Passados mais de seis anos da confirmação da candidatura do
Brasil a sede da Copa do Mundo de Futebol de 2014, nada ficou pronto. Das 12
cidades-sedes (parte delas exigidas pelas autoridades públicas brasileiras à revelia
dos organizadores do evento) nenhuma está completamente acabada. E poucos dos projetos
que integram a matriz de responsabilidades assumidas pelos entes federativos
serão integralmente concluídos, antes do apito inicial para a primeira partida,
na tarde de 13 de junho próxima.
Exagero dos críticos ? O velho complexo de vira latas ?
Ocaso do destino ? As explicações para tentar justificar os descompassos são muitas,
mas a conclusão mais lógica para sintetizar o problema é uma só: haverá Copa,
mas bem distante das projeções ufanistas (repetidas quase como um mantra) nas
esferas governamentais: “será a melhor Copa de todos os tempos”. Não será. E o Brasil corre sério risco
de passar uma imagem deplorável para o mundo. O tal legado intangível está
seriamente comprometido –a custa de um investimento público que, “nunca na
história deste país (e de nenhum outro)” jamais se fez.
Noves fora a completa ausência de planejamento e uma visão
estratégica míope -pois
magalomana-, não são apenas as inconsistências no projeto que explicam o fracasso.
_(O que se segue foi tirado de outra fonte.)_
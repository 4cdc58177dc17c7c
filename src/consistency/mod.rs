//! Consistency Analyzer
//!
//! Cross-checks fingerprint fields against each other and against the
//! IP-derived geography. Each check yields exactly one finding when its
//! inputs are present and classifiable. Anything the rule tables cannot
//! classify yields nothing, so rare-but-valid setups are not penalized.

mod tables;

use crate::models::{parse_resolution, DeviceType, FingerprintSignals, SignalBundle};
use regex::Regex;
use serde::{Deserialize, Serialize};

/// Operating system family as seen by the consistency rules
#[derive(Debug, Clone, Copy, PartialEq, Eq, Serialize, Deserialize)]
pub enum OsFamily {
    Windows,
    MacOs,
    Ios,
    Android,
    Linux,
}

impl OsFamily {
    /// Whether a UA reporting `ua` is plausible for a declared platform `self`
    fn accepts(self, ua: OsFamily) -> bool {
        match self {
            // Android browsers report `navigator.platform` as "Linux armv8l"
            OsFamily::Linux => matches!(ua, OsFamily::Linux | OsFamily::Android),
            other => other == ua,
        }
    }
}

/// The cross-field plausibility checks
#[derive(Debug, Clone, Copy, PartialEq, Eq, Hash, Serialize, Deserialize)]
#[serde(rename_all = "snake_case")]
pub enum ConsistencyCheck {
    OsUserAgent,
    ResolutionDeviceType,
    LanguageGeo,
    TimezoneGeo,
    PixelRatioDeviceType,
}

impl ConsistencyCheck {
    /// How strong a risk indicator a mismatch on this check is, in (0, 1]
    pub fn severity(self) -> f64 {
        match self {
            ConsistencyCheck::OsUserAgent => 0.9,
            ConsistencyCheck::ResolutionDeviceType => 0.5,
            ConsistencyCheck::LanguageGeo => 0.4,
            ConsistencyCheck::TimezoneGeo => 0.6,
            ConsistencyCheck::PixelRatioDeviceType => 0.3,
        }
    }

    pub fn label(self) -> &'static str {
        match self {
            ConsistencyCheck::OsUserAgent => "operating system vs user agent",
            ConsistencyCheck::ResolutionDeviceType => "screen resolution vs device type",
            ConsistencyCheck::LanguageGeo => "browser language vs IP location",
            ConsistencyCheck::TimezoneGeo => "timezone vs IP location",
            ConsistencyCheck::PixelRatioDeviceType => "pixel ratio vs device type",
        }
    }
}

impl std::fmt::Display for ConsistencyCheck {
    fn fmt(&self, f: &mut std::fmt::Formatter<'_>) -> std::fmt::Result {
        write!(f, "{}", self.label())
    }
}

#[derive(Debug, Clone, PartialEq, Serialize, Deserialize)]
pub struct ConsistencyFinding {
    pub check: ConsistencyCheck,
    pub mismatched: bool,
    pub severity: f64,
    pub detail: String,
}

impl ConsistencyFinding {
    fn new(check: ConsistencyCheck, mismatched: bool, detail: String) -> Self {
        Self {
            check,
            mismatched,
            severity: check.severity(),
            detail,
        }
    }
}

/// What the user agent string says about the client
#[derive(Debug, Clone, Copy, PartialEq, Eq)]
pub struct UaProfile {
    pub family: OsFamily,
    pub device: DeviceType,
}

/// Runs the five consistency checks over a signal bundle
pub struct ConsistencyAnalyzer {
    ua_patterns: Vec<(Regex, OsFamily)>,
    offset_pattern: Option<Regex>,
}

impl ConsistencyAnalyzer {
    /// Create an analyzer with all UA patterns compiled
    pub fn new() -> Self {
        let defs = tables::get_ua_patterns();
        let mut ua_patterns = Vec::with_capacity(defs.len());

        for def in defs {
            match Regex::new(def.pattern) {
                Ok(re) => ua_patterns.push((re, def.family)),
                Err(e) => {
                    log::warn!("Failed to compile UA pattern '{}': {}", def.name, e);
                }
            }
        }

        let offset_pattern = match Regex::new(tables::OFFSET_PATTERN) {
            Ok(re) => Some(re),
            Err(e) => {
                log::warn!("Failed to compile timezone offset pattern: {}", e);
                None
            }
        };

        Self {
            ua_patterns,
            offset_pattern,
        }
    }

    /// Run every check whose inputs are present, in a fixed check order
    pub fn analyze(&self, bundle: &SignalBundle) -> Vec<ConsistencyFinding> {
        let mut findings = Vec::new();
        let Some(fp) = &bundle.fingerprint else {
            return findings;
        };

        let country = bundle
            .ip
            .as_ref()
            .map(|ip| ip.country.trim())
            .filter(|c| !c.is_empty());
        let device_class = self.device_class(fp);

        findings.extend(self.check_os_user_agent(fp));
        if let Some(class) = device_class {
            findings.extend(check_resolution(fp, class));
        }
        if let Some(country) = country {
            findings.extend(check_language(fp, country));
            findings.extend(self.check_timezone(fp, country));
        }
        if let Some(class) = device_class {
            findings.extend(check_pixel_ratio(fp, class));
        }

        for finding in &findings {
            log::trace!(
                "consistency {:?}: mismatched={} ({})",
                finding.check,
                finding.mismatched,
                finding.detail
            );
        }
        findings
    }

    /// OS family and form factor implied by a user agent string
    pub fn classify_user_agent(&self, user_agent: &str) -> Option<UaProfile> {
        let family = self
            .ua_patterns
            .iter()
            .find(|(re, _)| re.is_match(user_agent))
            .map(|(_, family)| *family)?;

        let device = match family {
            OsFamily::Ios if user_agent.contains("iPad") => DeviceType::Tablet,
            OsFamily::Ios => DeviceType::Mobile,
            OsFamily::Android if user_agent.contains("Mobile") => DeviceType::Mobile,
            OsFamily::Android => DeviceType::Tablet,
            OsFamily::Windows | OsFamily::MacOs | OsFamily::Linux => DeviceType::Desktop,
        };

        Some(UaProfile { family, device })
    }

    /// UA-implied form factor, falling back to the collector's hint
    fn device_class(&self, fp: &FingerprintSignals) -> Option<DeviceType> {
        let from_ua = non_empty(&fp.user_agent)
            .and_then(|ua| self.classify_user_agent(ua))
            .map(|profile| profile.device);

        match from_ua {
            Some(device) => Some(device),
            None => match fp.device_type_hint {
                DeviceType::Unknown | DeviceType::Unrecognized => None,
                hint => Some(hint),
            },
        }
    }

    fn check_os_user_agent(&self, fp: &FingerprintSignals) -> Option<ConsistencyFinding> {
        let platform = non_empty(&fp.platform)?;
        let ua = non_empty(&fp.user_agent)?;
        let declared = classify_platform(platform)?;
        let reported = self.classify_user_agent(ua)?.family;

        let mismatched = !declared.accepts(reported);
        Some(ConsistencyFinding::new(
            ConsistencyCheck::OsUserAgent,
            mismatched,
            format!(
                "platform '{}' ({:?}) vs user agent OS ({:?})",
                platform, declared, reported
            ),
        ))
    }

    fn check_timezone(&self, fp: &FingerprintSignals, country: &str) -> Option<ConsistencyFinding> {
        let zone = non_empty(&fp.timezone)?;
        let offset = self.timezone_offset(zone)?;
        let (min, max) = tables::country_offset_range(country)?;

        let mismatched = offset < min || offset > max + tables::DST_TOLERANCE_MINUTES;
        Some(ConsistencyFinding::new(
            ConsistencyCheck::TimezoneGeo,
            mismatched,
            format!(
                "timezone '{}' (UTC{}) vs country {} (UTC{}..UTC{})",
                zone,
                format_offset(offset),
                country.to_ascii_uppercase(),
                format_offset(min),
                format_offset(max)
            ),
        ))
    }

    /// UTC offset in minutes for an IANA name or an explicit `UTC±HH:MM`
    fn timezone_offset(&self, zone: &str) -> Option<i32> {
        if let Some(offset) = tables::zone_offset(zone) {
            return Some(offset);
        }
        if zone.eq_ignore_ascii_case("GMT") {
            return Some(0);
        }

        let caps = self.offset_pattern.as_ref()?.captures(zone)?;
        let sign = if caps.get(1)?.as_str() == "-" { -1 } else { 1 };
        let hours: i32 = caps.get(2)?.as_str().parse().ok()?;
        let minutes: i32 = caps.get(3).map_or(Some(0), |m| m.as_str().parse().ok())?;
        if hours > 14 || minutes >= 60 {
            return None;
        }
        Some(sign * (hours * 60 + minutes))
    }
}

impl Default for ConsistencyAnalyzer {
    fn default() -> Self {
        Self::new()
    }
}

/// OS family from `navigator.platform`
fn classify_platform(platform: &str) -> Option<OsFamily> {
    let lower = platform.to_lowercase();
    if lower.contains("iphone") || lower.contains("ipad") || lower.contains("ipod") {
        Some(OsFamily::Ios)
    } else if lower.contains("android") {
        Some(OsFamily::Android)
    } else if lower.starts_with("win") {
        Some(OsFamily::Windows)
    } else if lower.starts_with("mac") {
        Some(OsFamily::MacOs)
    } else if lower.contains("linux") {
        Some(OsFamily::Linux)
    } else {
        None
    }
}

fn check_resolution(fp: &FingerprintSignals, class: DeviceType) -> Option<ConsistencyFinding> {
    let (width, height) = parse_resolution(non_empty(&fp.screen_resolution)?)?;
    let (short, long) = (width.min(height), width.max(height));

    let plausible = match class {
        DeviceType::Mobile => short <= 450,
        DeviceType::Tablet => (450..=1400).contains(&long),
        DeviceType::Desktop | DeviceType::Convertible => long > 900,
        DeviceType::Unknown | DeviceType::Unrecognized => return None,
    };

    Some(ConsistencyFinding::new(
        ConsistencyCheck::ResolutionDeviceType,
        !plausible,
        format!("{}x{} on a {} device", width, height, class),
    ))
}

fn check_language(fp: &FingerprintSignals, country: &str) -> Option<ConsistencyFinding> {
    let language = non_empty(&fp.language)?;
    let primary = language
        .split(['-', '_'])
        .next()
        .unwrap_or(language)
        .to_lowercase();
    let countries = tables::countries_for_language(&primary)?;

    let mismatched = !countries.iter().any(|c| c.eq_ignore_ascii_case(country));
    Some(ConsistencyFinding::new(
        ConsistencyCheck::LanguageGeo,
        mismatched,
        format!("language '{}' vs country {}", language, country.to_ascii_uppercase()),
    ))
}

fn check_pixel_ratio(fp: &FingerprintSignals, class: DeviceType) -> Option<ConsistencyFinding> {
    let ratio = fp.pixel_ratio?;

    let plausible = match class {
        DeviceType::Mobile => ratio >= 1.5,
        DeviceType::Tablet => ratio >= 1.0,
        DeviceType::Desktop | DeviceType::Convertible => ratio < 4.0,
        DeviceType::Unknown | DeviceType::Unrecognized => return None,
    };

    Some(ConsistencyFinding::new(
        ConsistencyCheck::PixelRatioDeviceType,
        !plausible,
        format!("pixel ratio {} on a {} device", ratio, class),
    ))
}

fn non_empty(value: &str) -> Option<&str> {
    let trimmed = value.trim();
    if trimmed.is_empty() {
        None
    } else {
        Some(trimmed)
    }
}

fn format_offset(minutes: i32) -> String {
    let sign = if minutes < 0 { '-' } else { '+' };
    let abs = minutes.abs();
    format!("{}{:02}:{:02}", sign, abs / 60, abs % 60)
}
Reduzir aos notórios desvios e a malversação de recursos públicos é outro grave
erro: a culpa do descalabro nas contas não está somente no mau-caratismo dos
agentes inescrupulosos que vampirizam o evento. Assim como, não se restringe à incompetência
e à péssima qualidade dos serviços prestados pelo empresariado nacional os
motivos do caos instalado. Sozinhos, nenhum destes fatores seriam capazes de
semear tanta desgraça. A maior
lição que se poderia tirar do evento é que estamos completamente despreparados
para um maior protagonismo internacional. Seja lá em que área for.
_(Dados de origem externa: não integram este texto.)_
//! Device authenticity scoring

use super::{IssueCode, ModuleScore};
use crate::config::DevicePolicy;
use crate::models::{DeviceSignals, DeviceType, Module};

pub fn score(device: Option<&DeviceSignals>, policy: &DevicePolicy) -> Option<ModuleScore> {
    let device = device?;
    let mut issues = Vec::new();
    let mut score = 100.0;

    if device.webdriver_flag {
        score -= policy.webdriver_penalty;
        issues.push(IssueCode::WebDriver);
    }

    if touch_inconsistent(device.declared_device_type, device.touch_points) {
        score -= policy.touch_mismatch_penalty;
        issues.push(IssueCode::TouchMismatch {
            touch_points: device.touch_points,
            device_type: device.declared_device_type,
        });
    }

    if device.virtual_machine {
        score -= policy.virtual_machine_penalty;
        issues.push(IssueCode::VirtualMachine);
    }

    if let Some(cores) = device.hardware_concurrency {
        if cores < policy.min_hardware_concurrency {
            score -= policy.low_concurrency_penalty;
            issues.push(IssueCode::LowHardwareConcurrency { cores });
        }
    }

    Some(ModuleScore::new(Module::Device, score, issues))
}

/// Desktops have no touch screen; phones and tablets always do.
/// Convertibles legitimately go either way.
fn touch_inconsistent(device_type: DeviceType, touch_points: u32) -> bool {
    match device_type {
        DeviceType::Desktop => touch_points > 0,
        DeviceType::Mobile | DeviceType::Tablet => touch_points == 0,
        DeviceType::Convertible | DeviceType::Unknown | DeviceType::Unrecognized => false,
    }
}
A Copa é apenas um reflexo do que somos, como nação. Na
ambição desmedida de integrarmo-nos a uma lógica global, a atração dos grandes
eventos internacionais servirá como um espelho de narciso às avessas. O mundo
descobrirá um país com péssima infra-estrutura (de transportes, de alimentação,
de hospedagem, de telecomunicações, dentre outros), inseguro, violento e
profundamente desorganizado –além de desunido como nunca !
O menor dos problemas nesta altura (de um campeonato que
sequer começou) são os estádios -pasmem !!!-, ainda inacabados. Ou as obras de
infra-estrutura, quando não sumariamente abandonadas, em ritmo frenético (mas
longe de sugerir a viabilidade de sua conclusão) no entorno das cidades que
receberão os jogos. Inaceitável é o caos absoluto no cotidiano das populações e
o dispêndio de dinheiro sem nenhum critério, para tentar deixar tudo pronto.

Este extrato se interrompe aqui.